Suzanna Yoder, a junior social work major, attended the event for the first time this year. She said: “The coffeehouse was my favorite event that I’ve seen in all my years at GC.”
Yoder added that she “could tell how proud and happy they were to share about where they’re from, and it was really cool to see. I was very impressed with everyone’s talent.”
Koop Liechty said that “many of the acts, especially the dance ones, [have been] practicing since the beginning of the semester. It’s a huge commitment and we’re so appreciative of the efforts of our students.”
Wendo Kisila, a junior psychology major, performed two spoken poetry readings. His first poem was “Kuna Ubaya,” a poem written in Swahili that questioned his perspective as a Black person in America, where he has the same skin but perhaps different experiences of discrimination compared to other Black people.

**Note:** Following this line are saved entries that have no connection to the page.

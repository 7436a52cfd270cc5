use std::net::SocketAddr;
use std::path::PathBuf;

use anyhow::{Context, Result};
use chrono_tz::Tz;

#[derive(Debug, Clone)]
pub struct GatewayConfig {
    pub listen_addr: SocketAddr,
    pub database_url: String,
    pub working_dir: PathBuf,
    pub local_time_zone: Tz,
    pub jwt_secret: String,
    pub registry_path: PathBuf,
    pub queue_capacity: usize,
}

impl GatewayConfig {
    /// Reads `.env` (if any) and then the process environment.
    pub fn from_env() -> Result<Self> {
        dotenvy::dotenv().ok();
        Self::from_lookup(|key| std::env::var(key).ok())
    }

    pub fn from_lookup(lookup: impl Fn(&str) -> Option<String>) -> Result<Self> {
        let listen_addr = lookup("PORTAL_LISTEN_ADDR")
            .unwrap_or_else(|| "0.0.0.0:3000".to_string())
            .parse()
            .context("PORTAL_LISTEN_ADDR must be a socket address")?;
        let database_url = lookup("PORTAL_DATABASE_URL").unwrap_or_else(|| "sqlite://portal.db".to_string());
        let working_dir = lookup("PORTAL_WORKING_DIR")
            .map(PathBuf::from)
            .context("PORTAL_WORKING_DIR must be set")?;
        let zone_name = lookup("PORTAL_LOCAL_TIME_ZONE").unwrap_or_else(|| "UTC".to_string());
        let local_time_zone = zone_name
            .parse::<Tz>()
            .map_err(|e| anyhow::anyhow!("PORTAL_LOCAL_TIME_ZONE '{}' is not a known zone: {}", zone_name, e))?;
        let jwt_secret = lookup("PORTAL_JWT_SECRET").context("PORTAL_JWT_SECRET must be set in .env")?;
        let registry_path = lookup("PORTAL_REGISTRY_PATH")
            .map(PathBuf::from)
            .unwrap_or_else(|| PathBuf::from("registry.json"));
        let queue_capacity = match lookup("PORTAL_QUEUE_CAPACITY") {
            Some(raw) => raw.parse().context("PORTAL_QUEUE_CAPACITY must be a positive integer")?,
            None => 64,
        };
        anyhow::ensure!(queue_capacity > 0, "PORTAL_QUEUE_CAPACITY must be a positive integer");

        Ok(Self {
            listen_addr,
            database_url,
            working_dir,
            local_time_zone,
            jwt_secret,
            registry_path,
            queue_capacity,
        })
    }
}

His second poem, “Spirit Lady,” was written a couple of weeks ago when he was on his way home from spring break and spent the flight chatting with the woman next to him.
Kisila said that he thinks of poetry as “playing with words, and trying to make them sound good,” and has a poetry book that he adds to often.
Even though he was nervous on stage, “as the lights shone down,” Kisila said, he became excited, telling himself that “it was my moment.”
Another act was a Kahoot game run by Bongiwe Ncube, one of the ISC leaders. She opened her presentation by complimenting the “flamboyant” audience, and over 200 of those audience members competed in the Kahoot.
In addition to raising funds for the ISC and Ukraine, Koop Liechty also awarded scholarships to international students for their contributions to the community. Grace Muhagachi, Ayaan John and Kisila all received scholarships.
Kisila said that he was grateful for the “generous” award, and that “Goshen is full of opportunities — they just keep giving.”